// Copyright 2024 The quadsieve authors. All rights reserved.
// Use of this source code is governed by a BSD-style
// license that can be found in the LICENSE file.

//! Shanks's square forms factorization, used to split double large
//! prime cofactors (under 50 bits in practice).
//!
//! Reference: http://homes.cerias.purdue.edu/~ssw/squfof.pdf

use num_integer::Integer;

/// Attempt to split n into two nontrivial factors.
/// Returns None for primes or when all multipliers fail.
pub fn squfof(n: u64) -> Option<(u64, u64)> {
    'mult: for k in 1..=50u64 {
        let kn = n.checked_mul(k)?;
        let sqn = isqrt64(kn);
        if k == 1 && sqn * sqn == n {
            return Some((sqn, sqn));
        }
        let maxiter = 3 * isqrt64(sqn);

        // Forward cycle: iterate the principal form until a square
        // appears at an odd index.
        let mut p0 = sqn;
        let mut q0 = 1;
        let mut q1 = kn - sqn * sqn;
        if q1 == 0 {
            continue 'mult;
        }
        let mut root = 0;
        for i in 1..=maxiter {
            if i == maxiter {
                continue 'mult;
            }
            let b = (sqn + p0) / q1;
            let p1 = b * q1 - p0;
            let q2 = if p0 > p1 {
                q0 + b * (p0 - p1)
            } else {
                q0 - b * (p1 - p0)
            };
            if i % 2 == 1 && maybe_square(q2) {
                let r = isqrt64(q2);
                if r * r == q2 {
                    root = r;
                    p0 = p1;
                    break;
                }
            }
            p0 = p1;
            q0 = q1;
            q1 = q2;
        }
        if root == 0 {
            continue 'mult;
        }

        // Reverse cycle from the square form until P stabilizes.
        let b = (sqn - p0) / root;
        let mut p0 = b * root + p0;
        let mut q0 = root;
        let mut q1 = (kn - p0 * p0) / q0;
        for i in 1..=maxiter {
            if i == maxiter {
                continue 'mult;
            }
            let b = (sqn + p0) / q1;
            let p1 = b * q1 - p0;
            let q2 = if p0 > p1 {
                q0 + b * (p0 - p1)
            } else {
                q0 - b * (p1 - p0)
            };
            if p1 == p0 {
                break;
            }
            p0 = p1;
            q0 = q1;
            q1 = q2;
        }
        let d = Integer::gcd(&n, &p0);
        if d > 1 && d < n {
            return Some((d, n / d));
        }
    }
    None
}

// Quick filter: squares are 0,1,4 mod 8 and 0,1,4 mod 5.
fn maybe_square(n: u64) -> bool {
    (n & 6 == 0 || n & 7 == 4) && (n + 1) % 5 <= 2
}

fn isqrt64(n: u64) -> u64 {
    if n < 4 {
        return u64::min(n, 1);
    }
    let mut r = (n as f64).sqrt() as u64;
    loop {
        let q = n / r;
        if q == r || q == r + 1 {
            return r;
        }
        if q == r - 1 {
            return r - 1;
        }
        r = (r + q) / 2;
    }
}
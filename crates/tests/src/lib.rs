//! Integration test harness for miniPIC validation.
//!
//! [`DiagsFixture`] writes a synthetic simulation output directory into a
//! temporary working directory. The files are byte-compatible with the
//! decoder and, as written by [`DiagsFixture::thermal_heavy`], reproduce the
//! `thermal_heavy` golden values exactly, so a test can start from a passing
//! run and break one thing at a time.

use std::fs;
use std::path::{Path, PathBuf};

use minipic_validation::config::DEFAULT_OUTPUT_DIR;
use minipic_validation::diag::{
    DiagnosticRecord1D, ParticleCloudRecord, encode_1d, encode_particle_cloud,
};
use minipic_validation::scenarios::thermal_heavy::{
    CloudSums, FINAL_ITERATION, FieldScalars, GOLDEN, OUTPUT_ITERATIONS, SPECIES, SpeciesScalars,
    ThermalHeavy, cloud_file, species_file, spectrum_file,
};
use minipic_validation::scenario::ValidationScenario;
use tempfile::TempDir;

/// A temporary working directory holding a `diags` output directory.
pub struct DiagsFixture {
    dir: TempDir,
}

impl DiagsFixture {
    /// Working directory with an empty `diags`.
    ///
    /// # Panics
    ///
    /// Panics if the temporary directory cannot be created.
    pub fn empty() -> Self {
        let dir = tempfile::tempdir().expect("failed to create temp dir");
        fs::create_dir(dir.path().join(DEFAULT_OUTPUT_DIR)).expect("failed to create diags");
        Self { dir }
    }

    /// Working directory whose `diags` passes `thermal_heavy` at any threshold.
    pub fn thermal_heavy() -> Self {
        let fixture = Self::empty();

        // Placeholders first; the scenario only checks that they exist.
        for name in ThermalHeavy::default().manifest().files() {
            fixture.write_text(name, "");
        }

        for species in 0..SPECIES {
            fixture.write_text(
                &species_file(species),
                &species_table(
                    &GOLDEN.initial_species[species],
                    &GOLDEN.final_species[species],
                ),
            );

            for (i, &iteration) in OUTPUT_ITERATIONS.iter().enumerate() {
                fixture.write_spectrum(
                    &spectrum_file(species, iteration),
                    &spectrum(GOLDEN.gamma_spectrum[species][i]),
                );
                fixture.write_cloud(
                    &cloud_file(species, iteration),
                    &cloud(&GOLDEN.initial_clouds[species]),
                );
            }
            fixture.write_cloud(
                &cloud_file(species, FINAL_ITERATION),
                &cloud(&GOLDEN.final_clouds[species]),
            );
        }

        fixture.write_text("fields.txt", &fields_table(&GOLDEN.final_fields));
        fixture
    }

    /// The working directory to hand to the dispatcher.
    pub fn root(&self) -> &Path {
        self.dir.path()
    }

    pub fn diags(&self) -> PathBuf {
        self.dir.path().join(DEFAULT_OUTPUT_DIR)
    }

    pub fn path(&self, name: &str) -> PathBuf {
        self.diags().join(name)
    }

    pub fn write_text(&self, name: &str, contents: &str) {
        fs::write(self.path(name), contents).expect("failed to write text file");
    }

    pub fn write_bytes(&self, name: &str, bytes: &[u8]) {
        fs::write(self.path(name), bytes).expect("failed to write binary file");
    }

    pub fn write_spectrum(&self, name: &str, record: &DiagnosticRecord1D) {
        let bytes = encode_1d(record).expect("invalid spectrum record");
        self.write_bytes(name, &bytes);
    }

    pub fn write_cloud(&self, name: &str, record: &ParticleCloudRecord) {
        let bytes = encode_particle_cloud(record).expect("invalid cloud record");
        self.write_bytes(name, &bytes);
    }

    pub fn remove(&self, name: &str) {
        fs::remove_file(self.path(name)).expect("failed to remove file");
    }

    /// Remove the whole `diags` directory.
    pub fn remove_diags(&self) {
        fs::remove_dir_all(self.diags()).expect("failed to remove diags");
    }
}

/// Single-bin spectrum whose weighted sum is exactly `value` (`value >= 0`).
pub fn spectrum(value: f64) -> DiagnosticRecord1D {
    DiagnosticRecord1D {
        axis_name: "gamma".to_string(),
        axis_min: 0.0,
        axis_max: 2.0,
        axis: vec![1.0],
        data_name: "weight".to_string(),
        data: vec![value],
    }
}

/// Single-particle cloud whose component sums are exactly `sums`.
pub fn cloud(sums: &CloudSums) -> ParticleCloudRecord {
    let [x, y, z] = sums.positions;
    let [px, py, pz] = sums.momenta;
    ParticleCloudRecord {
        id: vec![0],
        weight: vec![1.0],
        x: vec![x],
        y: vec![y],
        z: vec![z],
        px: vec![px],
        py: vec![py],
        pz: vec![pz],
        extra: Vec::new(),
    }
}

/// A species summary file with a header, the given first and last rows,
/// and one row in between.
pub fn species_table(first: &SpeciesScalars, last: &SpeciesScalars) -> String {
    let middle = (first.iteration + last.iteration) / 2;
    format!(
        "it npart kinetic_energy\n{} {} {}\n{} {} {}\n{} {} {}\n",
        first.iteration,
        first.particles,
        first.energy,
        middle,
        first.particles,
        (first.energy + last.energy) / 2.0,
        last.iteration,
        last.particles,
        last.energy,
    )
}

/// A field energy file with a header, a zero first row, and `last` as the
/// final row.
pub fn fields_table(last: &FieldScalars) -> String {
    let values: Vec<String> = last.components.iter().map(f64::to_string).collect();
    format!(
        "it Ex Ey Ez Bx By Bz\n0 0 0 0 0 0 0\n\n{} {}\n",
        last.iteration,
        values.join(" ")
    )
}

#[cfg(test)]
mod tests {
    use super::*;

    #[test]
    fn test_fixture_contains_manifest() {
        let fixture = DiagsFixture::thermal_heavy();
        let manifest = ThermalHeavy::default().manifest();
        assert!(manifest.verify(&fixture.diags()).is_ok());
    }

    #[test]
    fn test_species_table_round_trips_values() {
        let table = species_table(&GOLDEN.initial_species[0], &GOLDEN.final_species[0]);
        let last = table.lines().last().unwrap();
        let energy: f64 = last.split_whitespace().nth(2).unwrap().parse().unwrap();
        assert_eq!(energy, GOLDEN.final_species[0].energy);
    }

    #[test]
    fn test_helpers_reproduce_sums() {
        assert_eq!(spectrum(2.5).weighted_abs_sum(), 2.5);
        let sums = &GOLDEN.final_clouds[1];
        assert_eq!(
            cloud(sums).abs_sum(minipic_validation::diag::Component::Pz),
            sums.momenta[2]
        );
    }
}
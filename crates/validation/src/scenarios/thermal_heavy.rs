//! `thermal_heavy`: two species in a thermal plasma, 200 iterations,
//! diagnostics every 50 iterations.

use linkme::distributed_slice;
use tracing::info;

use crate::compare::Operator;
use crate::diag::Component;
use crate::error::Result;
use crate::manifest::{Manifest, iteration_file};
use crate::registry::{SCENARIOS, ScenarioDescriptor};
use crate::scenario::{ScenarioContext, ValidationScenario};

pub const NAME: &str = "thermal_heavy";

pub const SPECIES: usize = 2;

/// Iterations with field, spectrum, and cloud output.
pub const OUTPUT_ITERATIONS: [u32; 4] = [0, 50, 100, 150];

pub const FINAL_ITERATION: u32 = 200;

const FIELD_NAMES: [&str; 6] = ["Ex", "Ey", "Ez", "Bx", "By", "Bz"];

/// Species summary columns: iteration, particle count, kinetic energy.
#[derive(Debug, Clone, Copy, PartialEq)]
pub struct SpeciesScalars {
    pub iteration: u64,
    pub particles: f64,
    pub energy: f64,
}

/// `fields.txt` at the final iteration; components in Ex, Ey, Ez, Bx, By, Bz order.
#[derive(Debug, Clone, Copy, PartialEq)]
pub struct FieldScalars {
    pub iteration: u64,
    pub components: [f64; 6],
}

/// Sums of `|value|` over one cloud snapshot, x, y, z then px, py, pz.
#[derive(Debug, Clone, Copy, PartialEq)]
pub struct CloudSums {
    pub positions: [f64; 3],
    pub momenta: [f64; 3],
}

/// Reference values recorded from a trusted run.
#[derive(Debug, Clone, PartialEq)]
pub struct Golden {
    pub initial_species: [SpeciesScalars; SPECIES],
    pub final_species: [SpeciesScalars; SPECIES],
    pub final_fields: FieldScalars,
    /// Weighted gamma spectrum sums, per species and output iteration
    pub gamma_spectrum: [[f64; OUTPUT_ITERATIONS.len()]; SPECIES],
    /// Spectra are compared tighter than the user threshold
    pub spectrum_tolerance: f64,
    pub initial_clouds: [CloudSums; SPECIES],
    pub final_clouds: [CloudSums; SPECIES],
}

pub const GOLDEN: Golden = Golden {
    initial_species: [
        SpeciesScalars {
            iteration: 0,
            particles: 16777216.0,
            energy: 1.499952252449287e-07,
        },
        SpeciesScalars {
            iteration: 0,
            particles: 16777216.0,
            energy: 1.499979783958965e-07,
        },
    ],
    final_species: [
        SpeciesScalars {
            iteration: 200,
            particles: 16777216.0,
            energy: 1.499958286027602e-07,
        },
        SpeciesScalars {
            iteration: 200,
            particles: 16777216.0,
            energy: 1.499977885488740e-07,
        },
    ],
    final_fields: FieldScalars {
        iteration: 200,
        components: [
            2.661456444853063e-17,
            2.494703374240188e-17,
            2.660089866321201e-17,
            4.000475322163436e-18,
            2.515068854661692e-18,
            1.968836182669220e-18,
        ],
    },
    gamma_spectrum: [
        [
            1.0150597401850308e-05,
            1.0150597529179078e-05,
            1.0150598273792077e-05,
            1.0150598116635371e-05,
        ],
        [
            1.0001580020106392e-05,
            1.0001580020341790e-05,
            1.0001580020415498e-05,
            1.0001580020473257e-05,
        ],
    ],
    spectrum_tolerance: 1e-13,
    initial_clouds: [
        CloudSums {
            positions: [8388609.273422275, 8388608.223742893, 8388607.295782689],
            momenta: [1345277.1638367819, 1345287.6357619246, 1345276.2842692742],
        },
        CloudSums {
            positions: [8388609.273422275, 8388608.223742893, 8388607.295782689],
            momenta: [31239.48867078933, 31240.339148407398, 31239.83530535533],
        },
    ],
    final_clouds: [
        CloudSums {
            positions: [8388690.182898799, 8388869.37299231, 8388436.356830236],
            momenta: [1345284.9369570762, 1345278.656959498, 1345277.0503750877],
        },
        CloudSums {
            positions: [8387715.472760824, 8387134.949183166, 8388681.588967344],
            momenta: [31239.5389402392, 31240.227334379924, 31239.731722495122],
        },
    ],
};

pub fn species_file(species: usize) -> String {
    format!("species_{species:02}.txt")
}

pub fn spectrum_file(species: usize, iteration: u32) -> String {
    iteration_file(&format!("diag_w_gamma_s{species:02}"), iteration, "bin")
}

pub fn cloud_file(species: usize, iteration: u32) -> String {
    iteration_file(&format!("cloud_s{species:02}"), iteration, "bin")
}

/// The `thermal_heavy` scenario.
#[derive(Debug, Clone)]
pub struct ThermalHeavy {
    golden: Golden,
}

impl Default for ThermalHeavy {
    fn default() -> Self {
        Self::new(GOLDEN)
    }
}

impl ThermalHeavy {
    pub fn new(golden: Golden) -> Self {
        Self { golden }
    }

    pub fn golden(&self) -> &Golden {
        &self.golden
    }

    fn check_species(&self, ctx: &mut ScenarioContext) -> Result<()> {
        info!("checking scalars");

        for species in 0..SPECIES {
            let file = species_file(species);
            let table = ctx.read_scalars(&file)?;

            let passes = [
                (
                    "First",
                    "Initial",
                    table.first_row()?,
                    &self.golden.initial_species[species],
                ),
                (
                    "Last",
                    "Final",
                    table.last_row()?,
                    &self.golden.final_species[species],
                ),
            ];
            for (position, stage, row, reference) in passes {
                let particles = table.value(row, 0)?;
                let energy = table.value(row, 1)?;
                info!(
                    species,
                    iteration = row.iteration,
                    particles,
                    energy,
                    "{stage} scalars for species"
                );

                ctx.check_equal(
                    row.iteration as f64,
                    reference.iteration as f64,
                    format!("{position} iteration in species_{species}.txt is not correct"),
                )?;
                ctx.check_equal(
                    particles,
                    reference.particles,
                    format!("Number of particles in {file} is not correct"),
                )?;
                ctx.check_relative(
                    energy,
                    reference.energy,
                    format!("Kinetic energy in {file} is not correct"),
                )?;
            }
        }
        Ok(())
    }

    fn check_fields(&self, ctx: &mut ScenarioContext) -> Result<()> {
        let table = ctx.read_scalars("fields.txt")?;
        let row = table.last_row()?;
        let reference = &self.golden.final_fields;

        let mut components = [0.0; 6];
        for (column, slot) in components.iter_mut().enumerate() {
            *slot = table.value(row, column)?;
        }
        info!(
            iteration = row.iteration,
            ?components,
            "field values at final iteration"
        );

        ctx.check_equal(
            row.iteration as f64,
            reference.iteration as f64,
            "Last iteration in fields.txt is not correct",
        )?;

        // Catches numerical instability: exploding fields.
        for ((name, value), expected) in FIELD_NAMES
            .iter()
            .zip(components)
            .zip(reference.components)
        {
            ctx.check_relative(
                value,
                expected,
                format!("{name} value at it {} in fields.txt is not correct", row.iteration),
            )?;
        }
        Ok(())
    }

    fn check_spectra(&self, ctx: &mut ScenarioContext) -> Result<()> {
        info!("checking gamma spectrums");

        for species in 0..SPECIES {
            let mut sums = Vec::with_capacity(OUTPUT_ITERATIONS.len());
            for &iteration in &OUTPUT_ITERATIONS {
                let record = ctx.read_spectrum(&spectrum_file(species, iteration))?;
                sums.push(record.weighted_abs_sum());
            }
            info!(species, ?sums, "gamma spectrum sums");

            for ((iteration, sum), reference) in OUTPUT_ITERATIONS
                .iter()
                .zip(sums)
                .zip(self.golden.gamma_spectrum[species])
            {
                ctx.check(
                    sum,
                    reference,
                    self.golden.spectrum_tolerance,
                    Operator::Relative,
                    format!(
                        "Gamma spectrum for species {species} at iteration {iteration} not similar"
                    ),
                )?;
            }
        }
        Ok(())
    }

    fn check_clouds(
        &self,
        ctx: &mut ScenarioContext,
        iteration: u32,
        golden: &[CloudSums; SPECIES],
    ) -> Result<()> {
        info!(iteration, "checking cloud files");

        for (species, reference) in golden.iter().enumerate() {
            let file = cloud_file(species, iteration);
            let cloud = ctx.read_cloud(&file)?;

            let positions = Component::POSITIONS.map(|c| cloud.abs_sum(c));
            let momenta = Component::MOMENTA.map(|c| cloud.abs_sum(c));
            info!(species, ?positions, ?momenta, "cloud sums");

            for ((component, sum), expected) in Component::POSITIONS
                .iter()
                .zip(positions)
                .zip(reference.positions)
            {
                ctx.check_relative(
                    sum,
                    expected,
                    format!("Sum over {} positions not similar in {file}", component.name()),
                )?;
            }
            for ((component, sum), expected) in Component::MOMENTA
                .iter()
                .zip(momenta)
                .zip(reference.momenta)
            {
                ctx.check_relative(
                    sum,
                    expected,
                    format!("Sum over {} not similar in {file}", component.name()),
                )?;
            }
        }
        Ok(())
    }
}

impl ValidationScenario for ThermalHeavy {
    fn name(&self) -> &str {
        NAME
    }

    fn manifest(&self) -> Manifest {
        let mut manifest = Manifest::new()
            .series(
                &[
                    "Ex",
                    "Ey",
                    "Ez",
                    "Bx",
                    "By",
                    "Bz",
                    "diag_x_y_z_d_s00",
                    "diag_x_y_z_d_s01",
                    "diag_px_py_pz_d_s00",
                    "diag_px_py_pz_d_s01",
                ],
                &OUTPUT_ITERATIONS,
                "vtk",
            )
            .series(
                &["cloud_s00", "cloud_s01", "diag_w_gamma_s00", "diag_w_gamma_s01"],
                &OUTPUT_ITERATIONS,
                "bin",
            );
        // The cloud phase also reads the final snapshot.
        for species in 0..SPECIES {
            manifest = manifest.file(cloud_file(species, FINAL_ITERATION));
        }
        manifest
            .file("fields.txt")
            .file(species_file(0))
            .file(species_file(1))
    }

    fn validate(&self, ctx: &mut ScenarioContext) -> Result<()> {
        self.check_species(ctx)?;
        self.check_fields(ctx)?;
        self.check_spectra(ctx)?;
        self.check_clouds(ctx, 0, &self.golden.initial_clouds)?;
        self.check_clouds(ctx, FINAL_ITERATION, &self.golden.final_clouds)
    }
}

fn build() -> Box<dyn ValidationScenario> {
    Box::new(ThermalHeavy::default())
}

#[distributed_slice(SCENARIOS)]
static THERMAL_HEAVY: ScenarioDescriptor = ScenarioDescriptor {
    name: NAME,
    summary: "Two-species thermal plasma, 200 iterations",
    build,
};
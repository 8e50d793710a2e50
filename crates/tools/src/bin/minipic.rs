//! miniPIC validation tool
//!
//! Usage:
//!   minipic validate <SETUP> [--path <DIR>] [--threshold <T>] [--report <FILE>] [--no-evaluate]
//!   minipic list
//!   minipic inspect <FILE> [--kind auto|spectrum|cloud]

use clap::{Parser, Subcommand};
use std::process;

use minipic_tools::commands::inspect::{self, InspectArgs};
use minipic_tools::commands::list;
use minipic_tools::commands::validate::{self, ValidateArgs};
use minipic_validation::exit_code;

#[derive(Parser, Debug)]
#[command(name = "minipic")]
#[command(about = "Validate miniPIC simulation output against golden values")]
struct Cli {
    #[command(subcommand)]
    command: Commands,
}

#[derive(Subcommand, Debug)]
enum Commands {
    /// Run a registered validation scenario against a `diags` directory
    Validate(ValidateArgs),
    /// List registered scenarios
    List,
    /// Decode one binary diagnostic and print its summary
    Inspect(InspectArgs),
}

fn main() {
    minipic_tools::init_logging();

    let cli = Cli::parse();

    let result = match cli.command {
        Commands::Validate(args) => validate::run(args),
        Commands::List => list::run(),
        Commands::Inspect(args) => inspect::run(args),
    };

    if let Err(e) = &result {
        eprintln!("Error: {}", e);
    }
    process::exit(exit_code(&result));
}
//! Registered scenarios. Each module registers itself into
//! [`SCENARIOS`](crate::registry::SCENARIOS).

pub mod thermal_heavy;

pub use thermal_heavy::ThermalHeavy;
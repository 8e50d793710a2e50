//! Regression validation for miniPIC simulation output.
//!
//! A validation run takes a named scenario, finds the `diags` directory a
//! simulation wrote, checks every expected file exists, decodes the text
//! and binary diagnostics, reduces them to scalars, and compares those
//! scalars against golden values. The first failed check stops the run.
//!
//! - [`compare`]: threshold evaluation
//! - [`diag`], [`scalars`]: decoding diagnostic files
//! - [`scenario`], [`scenarios`], [`registry`]: the scenario pattern and the
//!   link-time table of known scenarios
//! - [`dispatch`]: name lookup, directory resolution, and the run itself

pub mod compare;
pub mod config;
pub mod diag;
pub mod dispatch;
pub mod error;
pub mod manifest;
pub mod registry;
pub mod report;
pub mod scalars;
pub mod scenario;
pub mod scenarios;
pub mod sum;

// Re-exported so downstream crates can register scenarios without a direct
// linkme dependency.
pub use linkme;

pub use compare::{Operator, Outcome, evaluate};
pub use config::{DEFAULT_THRESHOLD, EvaluationMode, ValidationConfig};
pub use dispatch::{exit_code, run};
pub use error::{Error, Result};
pub use report::ValidationReport;
pub use scenario::{CheckRecord, ScenarioContext, ValidationScenario};
//! Text scalar summaries (`species_XX.txt`, `fields.txt`).
//!
//! One row per output iteration, space-delimited: an integer iteration index
//! followed by floating-point columns. The first non-blank line is a column
//! header when its first token is not an integer. Blank lines are skipped;
//! any other line that does not parse is an error.

use std::path::{Path, PathBuf};

use crate::diag::read_file;
use crate::error::{Error, Result};

/// One parsed row.
#[derive(Debug, Clone, PartialEq)]
pub struct ScalarRow {
    /// 1-based line number in the source file
    pub line: usize,
    pub iteration: u64,
    pub values: Vec<f64>,
}

/// A parsed scalar summary file.
#[derive(Debug, Clone)]
pub struct ScalarTable {
    pub path: PathBuf,
    pub header: Option<Vec<String>>,
    pub rows: Vec<ScalarRow>,
}

impl ScalarTable {
    /// Read and parse a summary file.
    pub fn read(path: &Path) -> Result<Self> {
        let bytes = read_file(path)?;
        let text = String::from_utf8(bytes).map_err(|_| Error::MalformedScalars {
            path: path.to_path_buf(),
            line: 0,
            message: "file is not valid UTF-8".to_string(),
        })?;
        Self::parse(&text, path)
    }

    /// Parse summary text; `path` is only used in error messages.
    pub fn parse(text: &str, path: &Path) -> Result<Self> {
        let malformed = |line: usize, message: String| Error::MalformedScalars {
            path: path.to_path_buf(),
            line,
            message,
        };

        let mut header = None;
        let mut rows = Vec::new();

        for (idx, raw) in text.lines().enumerate() {
            let line = idx + 1;
            let mut tokens = raw.split_whitespace();
            let Some(first) = tokens.next() else {
                continue;
            };

            let Ok(iteration) = first.parse::<u64>() else {
                if header.is_none() && rows.is_empty() {
                    header = Some(raw.split_whitespace().map(str::to_string).collect());
                    continue;
                }
                return Err(malformed(
                    line,
                    format!("iteration `{first}` is not an integer"),
                ));
            };

            let values = tokens
                .map(|token| {
                    token
                        .parse::<f64>()
                        .map_err(|_| malformed(line, format!("`{token}` is not a number")))
                })
                .collect::<Result<Vec<_>>>()?;

            rows.push(ScalarRow {
                line,
                iteration,
                values,
            });
        }

        Ok(Self {
            path: path.to_path_buf(),
            header,
            rows,
        })
    }

    pub fn first_row(&self) -> Result<&ScalarRow> {
        self.rows.first().ok_or_else(|| self.empty())
    }

    pub fn last_row(&self) -> Result<&ScalarRow> {
        self.rows.last().ok_or_else(|| self.empty())
    }

    /// Value column `column` (0-based, after the iteration) of `row`.
    pub fn value(&self, row: &ScalarRow, column: usize) -> Result<f64> {
        row.values
            .get(column)
            .copied()
            .ok_or_else(|| Error::MalformedScalars {
                path: self.path.clone(),
                line: row.line,
                message: format!(
                    "expected at least {} value columns, found {}",
                    column + 1,
                    row.values.len()
                ),
            })
    }

    fn empty(&self) -> Error {
        Error::MalformedScalars {
            path: self.path.clone(),
            line: 0,
            message: "no data rows".to_string(),
        }
    }
}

PROBLEM: Check each line of the records above, and copy those that hold the word "passes".

SOLUTION TO THE EXERCISE:
    /// Working directory whose `diags` passes `thermal_heavy` at any threshold.
            let passes = [
            for (position, stage, row, reference) in passes {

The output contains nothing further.